» **EXERCISE DESCRIPTION**
Provide an exact repetition of every entry, with no word altered.
[SUPPLIED RECORDS — start]
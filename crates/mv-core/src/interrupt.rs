//! Interrupt controller.
//!
//! One polling point per fetch-decode-execute cycle, after execution. No
//! instruction straddles the check: the bus's interrupt line is sampled,
//! and when it is up with interrupts enabled the controller disables
//! further interrupts, acknowledges the line, saves the program counter at
//! physical location 0 and vectors through the (indirectable) cell at
//! physical location 1.

use log::debug;

use crate::addr::Address;
use crate::bus::IoBus;
use crate::fault::CpuError;
use crate::memory::MemoryBus;
use crate::resolve::resolve_vector_word;
use crate::state::CpuState;

/// Physical word that receives the interrupted program counter.
pub const SAVED_PC_LOC: u32 = 0;
/// Physical word holding the interrupt service vector.
pub const VECTOR_LOC: u32 = 1;

/// Polls the interrupt line; returns whether control was redirected.
///
/// # Errors
///
/// [`CpuError::IndirectionLimit`] when the vector's indirection chain
/// exceeds `limit`.
pub fn poll(
    state: &mut CpuState,
    mem: &mut dyn MemoryBus,
    bus: &mut dyn IoBus,
    limit: u32,
) -> Result<bool, CpuError> {
    if !state.ion() || !bus.irq_pending() {
        return Ok(false);
    }

    state.set_ion(false);
    if let Some(device) = bus.highest_priority_interrupt() {
        debug!("interrupt from device {device:#o}");
        bus.clear_interrupt(device);
    }

    mem.write_word(SAVED_PC_LOC, (state.pc().offset() & 0x7FFF) as u16);
    let target = resolve_vector_word(state, mem, limit, VECTOR_LOC)?;
    state.set_pc(Address::from_phys(target));
    Ok(true)
}

#[cfg(test)]
mod tests {
    use super::{poll, SAVED_PC_LOC, VECTOR_LOC};
    use crate::addr::Address;
    use crate::bus::{IoBus, IoFlag, IoReg, NullBus};
    use crate::memory::{FlatMemory, MemoryBus};
    use crate::state::CpuState;

    /// A bus with one permanently pending interrupt line.
    struct PendingBus {
        cleared: Option<u8>,
    }

    impl IoBus for PendingBus {
        fn data_in(&mut self, _d: u8, _r: IoReg, _f: IoFlag) -> u16 {
            0
        }
        fn data_out(&mut self, _d: u8, _v: u16, _r: IoReg, _f: IoFlag) {}
        fn is_attached(&self, _d: u8) -> bool {
            true
        }
        fn is_io_device(&self, _d: u8) -> bool {
            true
        }
        fn busy(&self, _d: u8) -> bool {
            false
        }
        fn done(&self, _d: u8) -> bool {
            true
        }
        fn send_interrupt(&mut self, _d: u8) {}
        fn clear_interrupt(&mut self, device: u8) {
            self.cleared = Some(device);
        }
        fn irq_pending(&self) -> bool {
            self.cleared.is_none()
        }
        fn highest_priority_interrupt(&self) -> Option<u8> {
            Some(0o33)
        }
        fn set_irq_mask(&mut self, _m: u16) {}
        fn reset_all_io_devices(&mut self) {}
    }

    #[test]
    fn disabled_interrupts_are_never_taken() {
        let mut state = CpuState::default();
        let mut mem = FlatMemory::new(64);
        let mut bus = PendingBus { cleared: None };
        assert!(!poll(&mut state, &mut mem, &mut bus, 16).unwrap());
        assert!(bus.cleared.is_none());
    }

    #[test]
    fn a_pending_line_vectors_through_location_one() {
        let mut state = CpuState::default();
        state.set_ion(true);
        state.set_pc(Address::from_phys(0o2000));
        let mut mem = FlatMemory::new(0x1000);
        mem.write_word(VECTOR_LOC, 0o400);
        let mut bus = PendingBus { cleared: None };

        assert!(poll(&mut state, &mut mem, &mut bus, 16).unwrap());
        assert!(!state.ion());
        assert_eq!(bus.cleared, Some(0o33));
        assert_eq!(mem.read_word(SAVED_PC_LOC), 0o2000);
        assert_eq!(state.pc().phys(), 0o400);
    }

    #[test]
    fn the_vector_cell_is_indirectable() {
        let mut state = CpuState::default();
        state.set_ion(true);
        let mut mem = FlatMemory::new(0x1000);
        mem.write_word(VECTOR_LOC, 0x8000 | 0o500);
        mem.write_word(0o500, 0o600);
        let mut bus = PendingBus { cleared: None };

        poll(&mut state, &mut mem, &mut bus, 16).unwrap();
        assert_eq!(state.pc().phys(), 0o600);
    }

    #[test]
    fn a_quiet_bus_changes_nothing() {
        let mut state = CpuState::default();
        state.set_ion(true);
        let mut mem = FlatMemory::new(64);
        let mut bus = NullBus;
        assert!(!poll(&mut state, &mut mem, &mut bus, 16).unwrap());
        assert!(state.ion());
    }
}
[SUPPLIED RECORDS — finish]
» **REPLY TO THE EXERCISE**
filename crates/mv-core/src/interrupt.rs
//! Interrupt controller.
//!
//! One polling point per fetch-decode-execute cycle, after execution. No
//! instruction straddles the check: the bus's interrupt line is sampled,
//! and when it is up with interrupts enabled the controller disables
//! further interrupts, acknowledges the line, saves the program counter at
//! physical location 0 and vectors through the (indirectable) cell at
//! physical location 1.

use log::debug;

use crate::addr::Address;
use crate::bus::IoBus;
use crate::fault::CpuError;
use crate::memory::MemoryBus;
use crate::resolve::resolve_vector_word;
use crate::state::CpuState;

/// Physical word that receives the interrupted program counter.
pub const SAVED_PC_LOC: u32 = 0;
/// Physical word holding the interrupt service vector.
pub const VECTOR_LOC: u32 = 1;

/// Polls the interrupt line; returns whether control was redirected.
///
/// # Errors
///
/// [`CpuError::IndirectionLimit`] when the vector's indirection chain
/// exceeds `limit`.
pub fn poll(
    state: &mut CpuState,
    mem: &mut dyn MemoryBus,
    bus: &mut dyn IoBus,
    limit: u32,
) -> Result<bool, CpuError> {
    if !state.ion() || !bus.irq_pending() {
        return Ok(false);
    }

    state.set_ion(false);
    if let Some(device) = bus.highest_priority_interrupt() {
        debug!("interrupt from device {device:#o}");
        bus.clear_interrupt(device);
    }

    mem.write_word(SAVED_PC_LOC, (state.pc().offset() & 0x7FFF) as u16);
    let target = resolve_vector_word(state, mem, limit, VECTOR_LOC)?;
    state.set_pc(Address::from_phys(target));
    Ok(true)
}

#[cfg(test)]
mod tests {
    use super::{poll, SAVED_PC_LOC, VECTOR_LOC};
    use crate::addr::Address;
    use crate::bus::{IoBus, IoFlag, IoReg, NullBus};
    use crate::memory::{FlatMemory, MemoryBus};
    use crate::state::CpuState;

    /// A bus with one permanently pending interrupt line.
    struct PendingBus {
        cleared: Option<u8>,
    }

    impl IoBus for PendingBus {
        fn data_in(&mut self, _d: u8, _r: IoReg, _f: IoFlag) -> u16 {
            0
        }
        fn data_out(&mut self, _d: u8, _v: u16, _r: IoReg, _f: IoFlag) {}
        fn is_attached(&self, _d: u8) -> bool {
            true
        }
        fn is_io_device(&self, _d: u8) -> bool {
            true
        }
        fn busy(&self, _d: u8) -> bool {
            false
        }
        fn done(&self, _d: u8) -> bool {
            true
        }
        fn send_interrupt(&mut self, _d: u8) {}
        fn clear_interrupt(&mut self, device: u8) {
            self.cleared = Some(device);
        }
        fn irq_pending(&self) -> bool {
            self.cleared.is_none()
        }
        fn highest_priority_interrupt(&self) -> Option<u8> {
            Some(0o33)
        }
        fn set_irq_mask(&mut self, _m: u16) {}
        fn reset_all_io_devices(&mut self) {}
    }

    #[test]
    fn disabled_interrupts_are_never_taken() {
        let mut state = CpuState::default();
        let mut mem = FlatMemory::new(64);
        let mut bus = PendingBus { cleared: None };
        assert!(!poll(&mut state, &mut mem, &mut bus, 16).unwrap());
        assert!(bus.cleared.is_none());
    }

    #[test]
    fn a_pending_line_vectors_through_location_one() {
        let mut state = CpuState::default();
        state.set_ion(true);
        state.set_pc(Address::from_phys(0o2000));
        let mut mem = FlatMemory::new(0x1000);
        mem.write_word(VECTOR_LOC, 0o400);
        let mut bus = PendingBus { cleared: None };

        assert!(poll(&mut state, &mut mem, &mut bus, 16).unwrap());
        assert!(!state.ion());
        assert_eq!(bus.cleared, Some(0o33));
        assert_eq!(mem.read_word(SAVED_PC_LOC), 0o2000);
        assert_eq!(state.pc().phys(), 0o400);
    }

    #[test]
    fn the_vector_cell_is_indirectable() {
        let mut state = CpuState::default();
        state.set_ion(true);
        let mut mem = FlatMemory::new(0x1000);
        mem.write_word(VECTOR_LOC, 0x8000 | 0o500);
        mem.write_word(0o500, 0o600);
        let mut bus = PendingBus { cleared: None };

        poll(&mut state, &mut mem, &mut bus, 16).unwrap();
        assert_eq!(state.pc().phys(), 0o600);
    }

    #[test]
    fn a_quiet_bus_changes_nothing() {
        let mut state = CpuState::default();
        state.set_ion(true);
        let mut mem = FlatMemory::new(64);
        let mut bus = NullBus;
        assert!(!poll(&mut state, &mut mem, &mut bus, 16).unwrap());
        assert!(state.ion());
    }
}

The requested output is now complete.